Your instructions:
Copy out every line below without alteration.

Data supplied:
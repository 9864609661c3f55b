use time::{macros::format_description, Date, OffsetDateTime};

/// `YYYY-MM-DD`, used in query strings and button payloads.
pub fn iso(date: Date) -> String {
    let format = format_description!("[year]-[month]-[day]");
    date.format(&format).unwrap_or_default()
}

pub fn parse_iso(s: &str) -> Option<Date> {
    let format = format_description!("[year]-[month]-[day]");
    Date::parse(s.trim(), &format).ok()
}

/// `DD.MM.YYYY`, used in user-facing text.
pub fn display(date: Date) -> String {
    let format = format_description!("[day].[month].[year]");
    date.format(&format).unwrap_or_default()
}

pub fn clock_time(at: OffsetDateTime) -> String {
    let format = format_description!("[hour]:[minute]");
    at.format(&format).unwrap_or_default()
}

pub mod iso_date {
    use serde::{de::Error, Deserialize, Deserializer, Serializer};
    use time::Date;

    pub fn serialize<S: Serializer>(date: &Date, s: S) -> Result<S::Ok, S::Error> {
        s.serialize_str(&super::iso(*date))
    }

    pub fn deserialize<'de, D: Deserializer<'de>>(d: D) -> Result<Date, D::Error> {
        let raw = String::deserialize(d)?;
        super::parse_iso(&raw).ok_or_else(|| D::Error::custom("expected a YYYY-MM-DD date"))
    }
}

Response box:
repository 9864609661c3f55b
use time::{macros::format_description, Date, OffsetDateTime};

/// `YYYY-MM-DD`, used in query strings and button payloads.
pub fn iso(date: Date) -> String {
    let format = format_description!("[year]-[month]-[day]");
    date.format(&format).unwrap_or_default()
}

pub fn parse_iso(s: &str) -> Option<Date> {
    let format = format_description!("[year]-[month]-[day]");
    Date::parse(s.trim(), &format).ok()
}

/// `DD.MM.YYYY`, used in user-facing text.
pub fn display(date: Date) -> String {
    let format = format_description!("[day].[month].[year]");
    date.format(&format).unwrap_or_default()
}

pub fn clock_time(at: OffsetDateTime) -> String {
    let format = format_description!("[hour]:[minute]");
    at.format(&format).unwrap_or_default()
}

pub mod iso_date {
    use serde::{de::Error, Deserialize, Deserializer, Serializer};
    use time::Date;

    pub fn serialize<S: Serializer>(date: &Date, s: S) -> Result<S::Ok, S::Error> {
        s.serialize_str(&super::iso(*date))
    }

    pub fn deserialize<'de, D: Deserializer<'de>>(d: D) -> Result<Date, D::Error> {
        let raw = String::deserialize(d)?;
        super::parse_iso(&raw).ok_or_else(|| D::Error::custom("expected a YYYY-MM-DD date"))
    }
}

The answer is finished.